Modify notification settings

  1. Log on to the Cloud Firewall console.
  2. In the left-side navigation pane, choose Settings > Alert Notifications.
  3. On the Alert Notifications tab, find the Notification Settings section and modify notification settings.
    Notice The notification settings immediately take effect.

    Cloud Firewall provides different types of notifications. You can modify the settings of Time, Concerned Levels, and Method based on your business requirements. The following list describes the details:

    • Time: You can select 8:00~20:00 or 24 Hours.

      The default value is 8:00~20:00, which indicates that Cloud Firewall sends notifications only in this period. If Cloud Firewall detects exception events at other times, it does not send the notifications until the specified period arrives.

      If you want to receive the notifications of specific events at the earliest opportunity, change the value of Time to 24 Hours. Then, Cloud Firewall sends notifications immediately after events are detected.

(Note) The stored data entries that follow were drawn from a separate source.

//! Enrollment domain types.

use rust_decimal::Decimal;
use serde::{Deserialize, Serialize};
use shulka_shared::types::{AcademicYearId, ClassId, FeeMonth, StudentId};

/// Input for opening an enrollment with its fee schedule.
///
/// One enrollment ties a student to an academic year; opening it creates
/// one monthly obligation per month from `first_month` through
/// `last_month`, each expecting `monthly_amount`.
#[derive(Debug, Clone, PartialEq, Eq, Serialize, Deserialize)]
#[serde(rename_all = "camelCase")]
pub struct OpenEnrollmentInput {
    /// The student being enrolled.
    pub student_id: StudentId,
    /// The class the student joins.
    pub class_id: ClassId,
    /// The academic year of the enrollment.
    pub academic_year_id: AcademicYearId,
    /// First fee month of the schedule.
    pub first_month: FeeMonth,
    /// Last fee month of the schedule (inclusive).
    pub last_month: FeeMonth,
    /// Expected amount for every scheduled month.
    pub monthly_amount: Decimal,
}

/// One month of a generated fee schedule.
#[derive(Debug, Clone, PartialEq, Eq)]
pub struct ScheduledObligation {
    /// The fee month.
    pub month: FeeMonth,
    /// The expected amount for that month.
    pub expected_amount: Decimal,
}
//! Repository abstractions for data access.
//!
//! Repositories provide a clean interface for database operations,
//! hiding the `SeaORM` implementation details from the rest of the application.

pub mod enrollment;
pub mod ledger;
pub mod report;

pub use enrollment::{EnrollmentRepository, EnrollmentSetupError, EnrollmentWithObligations};
pub use ledger::{FeeLedgerError, LedgerRepository, PaymentWithAllocations};
pub use report::{ReportError, ReportRepository};
//! Application-wide error types.

use thiserror::Error;

/// Result type alias using `AppError`.
pub type AppResult<T> = Result<T, AppError>;

/// Application error types.
///
/// Domain errors from the core and db crates convert into this envelope so
/// a host service can map every failure to a status code and stable code
/// string in one place.
#[derive(Debug, Error)]
pub enum AppError {
    /// Resource not found.
    #[error("Not found: {0}")]
    NotFound(String),

    /// Validation error.
    #[error("Validation error: {0}")]
    Validation(String),

    /// Business rule violation.
    #[error("Business rule violation: {0}")]
    BusinessRule(String),

    /// Conflict (e.g., duplicate entry).
    #[error("Conflict: {0}")]
    Conflict(String),

    /// Database error.
    #[error("Database error: {0}")]
    Database(String),

    /// Internal error.
    #[error("Internal error: {0}")]
    Internal(String),
}

impl AppError {
    /// Returns the HTTP status code for this error.
    #[must_use]
    pub const fn status_code(&self) -> u16 {
        match self {
            Self::NotFound(_) => 404,
            Self::Validation(_) => 400,
            Self::BusinessRule(_) => 422,
            Self::Conflict(_) => 409,
            Self::Database(_) | Self::Internal(_) => 500,
        }
    }

    /// Returns the error code for API responses.
    #[must_use]
    pub const fn error_code(&self) -> &'static str {
        match self {
            Self::NotFound(_) => "NOT_FOUND",
            Self::Validation(_) => "VALIDATION_ERROR",
            Self::BusinessRule(_) => "BUSINESS_RULE_VIOLATION",
            Self::Conflict(_) => "CONFLICT",
            Self::Database(_) => "DATABASE_ERROR",
            Self::Internal(_) => "INTERNAL_ERROR",
        }
    }
}
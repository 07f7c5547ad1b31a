//! Typed IDs for type-safe entity references.
//!
//! Using typed IDs prevents accidentally passing a `PaymentId` where an
//! `EnrollmentId` is expected.

use serde::{Deserialize, Serialize};
use uuid::Uuid;

/// Macro to generate typed ID wrappers.
macro_rules! typed_id {
    ($name:ident, $doc:expr) => {
        #[doc = $doc]
        #[derive(Debug, Clone, Copy, PartialEq, Eq, Hash, Serialize, Deserialize)]
        #[serde(transparent)]
        pub struct $name(pub Uuid);

        impl $name {
            /// Creates a new random ID using UUID v7 (time-ordered).
            #[must_use]
            pub fn new() -> Self {
                Self(Uuid::now_v7())
            }

            /// Creates an ID from an existing UUID.
            #[must_use]
            pub const fn from_uuid(uuid: Uuid) -> Self {
                Self(uuid)
            }

            /// Returns the inner UUID.
            #[must_use]
            pub const fn into_inner(self) -> Uuid {
                self.0
            }
        }

        impl Default for $name {
            fn default() -> Self {
                Self::new()
            }
        }

        impl std::fmt::Display for $name {
            fn fmt(&self, f: &mut std::fmt::Formatter<'_>) -> std::fmt::Result {
                write!(f, "{}", self.0)
            }
        }

        impl std::str::FromStr for $name {
            type Err = uuid::Error;

            fn from_str(s: &str) -> Result<Self, Self::Err> {
                Ok(Self(Uuid::parse_str(s)?))
            }
        }
    };
}

typed_id!(StudentId, "Unique identifier for a student.");
typed_id!(ClassId, "Unique identifier for a school class.");
typed_id!(AcademicYearId, "Unique identifier for an academic year.");
typed_id!(
    EnrollmentId,
    "Unique identifier for a student's fee enrollment."
);
typed_id!(
    ObligationId,
    "Unique identifier for a monthly fee obligation."
);
typed_id!(PaymentId, "Unique identifier for a received payment.");
typed_id!(
    AllocationId,
    "Unique identifier for a payment allocation row."
);
typed_id!(UserId, "Unique identifier for a staff user.");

    • Concerned Levels: You can select the levels for specific types of events on which you want to receive notifications. For example, if you select High for a specific type of event, Cloud Firewall sends notifications only when it detects the events and the events are at high risk. You can select the levels for the following types of events:
      • Infected Host: You can select High, Low, or both.
      • Suspicious Outbound Connection: You can select Risk, Non-Whitelist Alert, or both.
        Note If you select Non-Whitelist Alert, Cloud Firewall sends notifications if it detects that a host communicates with an IP address or domain name that is not in the whitelist. You can configure the whitelist based on your business requirements. For more information, see Outbound connections.
      • Protection Against Vulnerabilities: You can select High, Medium, Low, or a combination.
    • Method: You can select only Email.
      By default, Email is selected. In this case, Cloud Firewall sends notifications to specified contacts by email.
      Note You can add contacts or modify contact information in the Contact Settings section. For more information, see Add a contact.

Add a contact

By default, Cloud Firewall sends notifications to the contact registered for your Alibaba Cloud account. If you want multiple contacts to receive notifications from your Cloud Firewall, you can add them in the Contact Settings section. You can add a maximum of 10 contacts to receive notifications from Cloud Firewall.

  1. Log on to the Cloud Firewall console.
  2. In the left-side navigation pane, click Settings.
  3. On the Alert Notifications tab, find the Contact Settings section and click Add Contact.
  4. Enter the contact name and email address.Then, click Save.
    After you add a contact, the contact is enabled by default. Cloud Firewall sends notifications to both the contact registered for your Alibaba Cloud account and the contacts that you add in the contact list.

    If you do not want an added contact to receive notifications, you can turn off the switch in the Enabled column. You can also click Edit or Delete in the Actions column to modify contact information or remove a contact based on your business requirements.